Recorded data
◇ ◇ ◇ ◇ ◇ ◇ ◇

// Queue Manager - orchestration layer over the queue engine
//
// Owns the initialization sequence, worker bookkeeping, runtime metrics
// and the event bus. Durable behavior lives in the engine.

mod control;
mod init;
mod status;
mod submit;
mod worker;

pub use init::InitState;

use super::constants::SCHEMA_SETTLE_DELAY;
use super::metrics::MetricsRecorder;
use super::registry::{HandlerRegistration, WorkerRegistry};
use crate::config::{ConfigLoader, QueueSdkConfig};
use crate::domain::{EventBus, QueueEvent, WorkerId};
use crate::error::{QueueError, Result};
use crate::port::time_provider::SystemTimeProvider;
use crate::port::{EngineNotification, QueueEngine, TimeProvider};
use crate::sync::lock;
use init::InitGate;
use std::collections::HashMap;
use std::sync::atomic::{AtomicBool, Ordering};
use std::sync::{Arc, Mutex};
use std::time::Duration;
use tokio::sync::broadcast;
use tracing::{debug, error, info, warn};

pub struct QueueManager {
    config: QueueSdkConfig,
    engine: Arc<dyn QueueEngine>,
    time: Arc<dyn TimeProvider>,
    init: InitGate,
    initialized: AtomicBool,
    /// Registrations waiting for the engine to become ready
    pending: Mutex<Vec<HandlerRegistration>>,
    /// queue -> engine worker id
    workers: Mutex<HashMap<String, WorkerId>>,
    /// queue -> handler currently attached
    registrations: Mutex<HashMap<String, HandlerRegistration>>,
    metrics: Arc<MetricsRecorder>,
    events: EventBus,
    settle_delay: Duration,
}

pub struct QueueManagerBuilder {
    config: QueueSdkConfig,
    engine: Arc<dyn QueueEngine>,
    time: Arc<dyn TimeProvider>,
    registry: WorkerRegistry,
    events: EventBus,
    settle_delay: Duration,
}

impl QueueManagerBuilder {
    pub fn time_provider(mut self, time: Arc<dyn TimeProvider>) -> Self {
        self.time = time;
        self
    }

    /// Pause between engine start and readiness (default 2s)
    pub fn settle_delay(mut self, delay: Duration) -> Self {
        self.settle_delay = delay;
        self
    }

    /// Handlers attached as soon as initialization completes
    pub fn registry(mut self, registry: WorkerRegistry) -> Self {
        self.registry = registry;
        self
    }

    pub fn event_bus(mut self, events: EventBus) -> Self {
        self.events = events;
        self
    }

    /// Validate the configuration, then start initializing in the background.
    ///
    /// Returns immediately; operations wait for initialization on their own.
    /// Must be called from within a tokio runtime.
    pub fn start(self) -> Result<Arc<QueueManager>> {
        ConfigLoader::validate(&self.config)?;
        let runtime = tokio::runtime::Handle::try_current()
            .map_err(|e| QueueError::Initialization(format!("no tokio runtime: {}", e)))?;

        let manager = Arc::new(QueueManager {
            config: self.config,
            engine: self.engine,
            time: self.time,
            init: InitGate::new(),
            initialized: AtomicBool::new(false),
            pending: Mutex::new(self.registry.into_registrations()),
            workers: Mutex::new(HashMap::new()),
            registrations: Mutex::new(HashMap::new()),
            metrics: Arc::new(MetricsRecorder::new()),
            events: self.events,
            settle_delay: self.settle_delay,
        });

        // Subscribe before start so nothing the engine says during startup is lost
        let notifications = manager.engine.subscribe();
        runtime.spawn(forward_notifications(notifications, manager.events.clone()));
        runtime.spawn(Arc::clone(&manager).initialize());

        Ok(manager)
    }
}

impl QueueManager {
    pub fn builder(config: QueueSdkConfig, engine: Arc<dyn QueueEngine>) -> QueueManagerBuilder {
        QueueManagerBuilder {
            config,
            engine,
            time: Arc::new(SystemTimeProvider),
            registry: WorkerRegistry::new(),
            events: EventBus::default(),
            settle_delay: SCHEMA_SETTLE_DELAY,
        }
    }

    async fn initialize(self: Arc<Self>) {
        info!(
            host = %self.config.database.host,
            database = %self.config.database.database,
            schema = %self.config.database.schema(),
            "Initializing queue manager"
        );

        if let Err(e) = self.engine.start().await {
            let message = format!("Failed to start queue engine: {}", e);
            error!(error = %e, "Queue manager initialization failed");
            self.init.mark_failed(message.clone());
            self.events.publish(QueueEvent::Error { message });
            return;
        }

        if !self.settle_delay.is_zero() {
            debug!(delay_ms = self.settle_delay.as_millis() as u64, "Waiting for schema to settle");
            tokio::time::sleep(self.settle_delay).await;
        }

        self.initialized.store(true, Ordering::SeqCst);
        self.replay_registrations().await;
        self.init.mark_ready();
        info!("Queue manager initialized");
    }

    async fn replay_registrations(&self) {
        let pending = std::mem::take(&mut *lock(&self.pending));
        if pending.is_empty() {
            return;
        }

        info!(count = pending.len(), "Attaching registered workers");
        for registration in pending {
            let queue = registration.queue.clone();
            if let Err(e) = self.attach_worker(registration).await {
                error!(queue = %queue, error = %e, "Failed to attach registered worker");
                self.events.publish(QueueEvent::Error {
                    message: e.to_string(),
                });
            }
        }
    }

    /// Wait until the engine is ready. Every caller sees the same failure.
    pub async fn wait_for_initialization(&self) -> Result<()> {
        self.init.wait().await
    }

    pub fn init_state(&self) -> InitState {
        self.init.state()
    }

    pub fn is_initialized(&self) -> bool {
        self.initialized.load(Ordering::SeqCst)
    }

    pub fn config(&self) -> &QueueSdkConfig {
        &self.config
    }

    pub fn subscribe(&self) -> broadcast::Receiver<QueueEvent> {
        self.events.subscribe()
    }

    /// Queues with an attached worker, sorted
    pub fn registered_queues(&self) -> Vec<String> {
        let mut queues: Vec<String> = lock(&self.workers).keys().cloned().collect();
        queues.sort();
        queues
    }

    pub fn worker_id(&self, queue: &str) -> Option<WorkerId> {
        lock(&self.workers).get(queue).cloned()
    }

    /// Stop the engine and forget every worker.
    ///
    /// A no-op before initialization completes and after a previous stop.
    pub async fn stop(&self) -> Result<()> {
        if !self.initialized.swap(false, Ordering::SeqCst) {
            debug!("Queue manager not initialized, nothing to stop");
            return Ok(());
        }

        info!("Stopping queue manager");
        let stopped = self.engine.stop().await;

        let workers: Vec<(String, WorkerId)> = lock(&self.workers).drain().collect();
        lock(&self.registrations).clear();
        for (queue, worker_id) in workers {
            self.events.publish(QueueEvent::WorkerStopped { worker_id, queue });
        }

        match stopped {
            Ok(()) => {
                info!("Queue manager stopped");
                Ok(())
            }
            Err(e) => {
                error!(error = %e, "Queue engine did not stop cleanly");
                Err(QueueError::Engine(e))
            }
        }
    }
}

/// Re-broadcast engine notifications on the manager's event bus
async fn forward_notifications(
    mut notifications: broadcast::Receiver<EngineNotification>,
    events: EventBus,
) {
    loop {
        match notifications.recv().await {
            Ok(EngineNotification::Error(message)) => {
                error!(error = %message, "Queue engine reported an error");
                events.publish(QueueEvent::Error { message });
            }
            Ok(EngineNotification::Stopped) => {
                info!("Queue engine stopped");
                events.publish(QueueEvent::Stopped);
            }
            Err(broadcast::error::RecvError::Lagged(skipped)) => {
                warn!(skipped, "Engine notifications lagged");
            }
            Err(broadcast::error::RecvError::Closed) => break,
        }
    }
}

#[cfg(test)]
pub(crate) mod test_support {
    use super::*;
    use crate::config::DatabaseConfig;
    use crate::port::queue_engine::mocks::InMemoryEngine;

    pub(crate) fn test_config() -> QueueSdkConfig {
        QueueSdkConfig::new(DatabaseConfig {
            host: "localhost".to_string(),
            port: crate::config::DEFAULT_PORT,
            database: "queues".to_string(),
            user: "postgres".to_string(),
            password: "secret".to_string(),
            ..Default::default()
        })
    }

    pub(crate) async fn ready_manager() -> (Arc<QueueManager>, Arc<InMemoryEngine>) {
        let engine = Arc::new(InMemoryEngine::new());
        let manager = QueueManager::builder(test_config(), engine.clone())
            .settle_delay(Duration::ZERO)
            .start()
            .unwrap();
        manager.wait_for_initialization().await.unwrap();
        (manager, engine)
    }
}

#[cfg(test)]
mod tests {
    use super::test_support::*;
    use super::*;
    use crate::port::queue_engine::mocks::InMemoryEngine;
    use crate::domain::WorkerOptions;
    use crate::port::HandlerError;

    async fn noop(_payload: serde_json::Value) -> std::result::Result<(), HandlerError> {
        Ok(())
    }

    #[tokio::test]
    async fn test_invalid_config_rejected_up_front() {
        let engine = Arc::new(InMemoryEngine::new());
        let mut config = test_config();
        config.database.host.clear();

        let result = QueueManager::builder(config, engine.clone()).start();
        assert!(matches!(result, Err(QueueError::Config(_))));
        assert_eq!(engine.start_calls(), 0);
    }

    #[tokio::test]
    async fn test_initializes_once_in_background() {
        let engine = Arc::new(InMemoryEngine::new().with_start_delay(Duration::from_millis(20)));
        let manager = QueueManager::builder(test_config(), engine.clone())
            .settle_delay(Duration::ZERO)
            .start()
            .unwrap();

        assert!(!manager.is_initialized());
        assert_eq!(manager.init_state(), InitState::Pending);

        let (a, b) = tokio::join!(
            manager.wait_for_initialization(),
            manager.wait_for_initialization()
        );
        assert!(a.is_ok() && b.is_ok());
        assert!(manager.is_initialized());
        assert_eq!(engine.start_calls(), 1);
    }

    #[tokio::test]
    async fn test_settle_delay_precedes_readiness() {
        tokio::time::pause();
        let engine = Arc::new(InMemoryEngine::new());
        let manager = QueueManager::builder(test_config(), engine.clone())
            .start()
            .unwrap();

        tokio::time::sleep(Duration::from_millis(1_900)).await;
        assert!(engine.is_started());
        assert_eq!(manager.init_state(), InitState::Pending);

        manager.wait_for_initialization().await.unwrap();
        assert!(manager.is_initialized());
    }

    #[tokio::test]
    async fn test_start_failure_is_shared() {
        let engine = Arc::new(InMemoryEngine::new().failing_start("connection refused"));
        let manager = QueueManager::builder(test_config(), engine.clone())
            .settle_delay(Duration::ZERO)
            .start()
            .unwrap();

        for _ in 0..2 {
            match manager.wait_for_initialization().await {
                Err(QueueError::Initialization(message)) => {
                    assert!(message.contains("connection refused"))
                }
                other => panic!("unexpected: {:?}", other),
            }
        }
        assert_eq!(engine.start_calls(), 1);
        assert!(!manager.is_initialized());
    }

    #[tokio::test]
    async fn test_registry_attached_after_initialization() {
        let engine = Arc::new(InMemoryEngine::new());
        let registry = WorkerRegistry::new()
            .register("email-queue", noop, WorkerOptions::default())
            .register("maintenance-queue", noop, WorkerOptions::default());

        let manager = QueueManager::builder(test_config(), engine.clone())
            .settle_delay(Duration::ZERO)
            .registry(registry)
            .start()
            .unwrap();
        manager.wait_for_initialization().await.unwrap();

        assert_eq!(
            manager.registered_queues(),
            vec!["email-queue".to_string(), "maintenance-queue".to_string()]
        );
        assert_eq!(engine.worker_ids().len(), 2);
    }

    #[tokio::test]
    async fn test_failed_replay_does_not_fail_initialization() {
        let engine = Arc::new(InMemoryEngine::new());
        engine.inject(|f| f.work_error = Some("no slots".to_string()));
        let registry = WorkerRegistry::new().register("email-queue", noop, WorkerOptions::default());

        let manager = QueueManager::builder(test_config(), engine.clone())
            .settle_delay(Duration::ZERO)
            .registry(registry)
            .start()
            .unwrap();
        let mut events = manager.subscribe();

        manager.wait_for_initialization().await.unwrap();
        assert!(manager.registered_queues().is_empty());

        let event = tokio::time::timeout(Duration::from_secs(1), events.recv())
            .await
            .unwrap()
            .unwrap();
        assert!(matches!(event, QueueEvent::Error { .. }));
    }

    #[tokio::test]
    async fn test_stop_before_initialization_is_noop() {
        let engine = Arc::new(InMemoryEngine::new().with_start_delay(Duration::from_millis(50)));
        let manager = QueueManager::builder(test_config(), engine.clone())
            .settle_delay(Duration::ZERO)
            .start()
            .unwrap();

        assert!(manager.stop().await.is_ok());
        manager.wait_for_initialization().await.unwrap();
        assert!(engine.is_started());
    }

    #[tokio::test]
    async fn test_stop_emits_worker_stopped_and_engine_stopped() {
        let (manager, engine) = ready_manager().await;
        let worker_id = manager
            .register_worker("email-queue", noop, WorkerOptions::default())
            .await
            .unwrap();
        let mut events = manager.subscribe();

        manager.stop().await.unwrap();

        let mut seen = Vec::new();
        for _ in 0..2 {
            let event = tokio::time::timeout(Duration::from_secs(1), events.recv())
                .await
                .unwrap()
                .unwrap();
            seen.push(event);
        }
        assert!(seen.contains(&QueueEvent::WorkerStopped {
            worker_id,
            queue: "email-queue".to_string(),
        }));
        assert!(seen.contains(&QueueEvent::Stopped));
        assert!(!manager.is_initialized());
        assert!(manager.registered_queues().is_empty());
        assert!(!engine.is_started());

        // Second stop does nothing
        assert!(manager.stop().await.is_ok());
    }

    #[tokio::test]
    async fn test_engine_errors_are_rebroadcast() {
        let (manager, engine) = ready_manager().await;
        let mut events = manager.subscribe();

        engine.emit(EngineNotification::Error("maintenance failed".to_string()));

        let event = tokio::time::timeout(Duration::from_secs(1), events.recv())
            .await
            .unwrap()
            .unwrap();
        assert_eq!(
            event,
            QueueEvent::Error {
                message: "maintenance failed".to_string()
            }
        );
    }
}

◇ ◇ ◇ ◇ ◇ ◇ ◇

EXERCISE DETAILS: Precisely reproduce the lines of the entries, beginning at the first and ending at the one containing "mod worker;". Add nothing.

EXERCISE RESULT:
// Queue Manager - orchestration layer over the queue engine
//
// Owns the initialization sequence, worker bookkeeping, runtime metrics
// and the event bus. Durable behavior lives in the engine.

mod control;
mod init;
mod status;
mod submit;
mod worker;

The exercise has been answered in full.